- Provided records

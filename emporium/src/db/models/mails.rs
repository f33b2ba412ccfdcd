//! Database models for dispatched-email records.

use crate::api::models::mails::{MailCreate, MailKind, MailUpdate};
use crate::types::{MailId, UserId};
use chrono::{DateTime, Utc};
use sqlx::FromRow;

/// Database request for creating a mail record
#[derive(Debug, Clone)]
pub struct MailCreateDBRequest {
    pub kind: MailKind,
    pub subject: Option<String>,
    pub template: Option<String>,
    pub body_html: Option<String>,
    pub to_email: Option<String>,
    pub bcc: Option<String>,
    pub cc: Option<String>,
    pub from_email: Option<String>,
    pub from_user: Option<String>,
    pub created_by: Option<UserId>,
}

impl From<MailCreate> for MailCreateDBRequest {
    fn from(api: MailCreate) -> Self {
        Self {
            kind: api.kind.unwrap_or(MailKind::Generic),
            subject: api.subject,
            template: api.template,
            body_html: api.body_html,
            to_email: api.to_email,
            bcc: api.bcc,
            cc: api.cc,
            from_email: api.from_email,
            from_user: api.from_user,
            created_by: None,
        }
    }
}

/// Database request for updating a mail record (partial semantics)
#[derive(Debug, Clone, Default)]
pub struct MailUpdateDBRequest {
    pub kind: Option<MailKind>,
    pub subject: Option<String>,
    pub template: Option<String>,
    pub body_html: Option<String>,
    pub to_email: Option<String>,
    pub bcc: Option<String>,
    pub cc: Option<String>,
    pub from_email: Option<String>,
    pub from_user: Option<String>,
}

impl From<MailUpdate> for MailUpdateDBRequest {
    fn from(update: MailUpdate) -> Self {
        Self {
            kind: update.kind,
            subject: update.subject,
            template: update.template,
            body_html: update.body_html,
            to_email: update.to_email,
            bcc: update.bcc,
            cc: update.cc,
            from_email: update.from_email,
            from_user: update.from_user,
        }
    }
}

/// Database response for a mail record
#[derive(Debug, Clone, FromRow)]
pub struct MailDBResponse {
    pub id: MailId,
    pub kind: MailKind,
    pub subject: Option<String>,
    pub template: Option<String>,
    pub body_html: Option<String>,
    pub to_email: Option<String>,
    pub bcc: Option<String>,
    pub cc: Option<String>,
    pub from_email: Option<String>,
    pub from_user: Option<String>,
    pub is_active: bool,
    pub is_deleted: bool,
    pub created_by: Option<UserId>,
    pub deleted_by: Option<UserId>,
    pub created_at: DateTime<Utc>,
    pub updated_at: DateTime<Utc>,
    pub deleted_at: Option<DateTime<Utc>>,
}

- Work item
Wherever the string "DateTime" appears in the records, copy the whole line.

- Result of the exercise
use chrono::{DateTime, Utc};
    pub created_at: DateTime<Utc>,
    pub updated_at: DateTime<Utc>,
    pub deleted_at: Option<DateTime<Utc>>,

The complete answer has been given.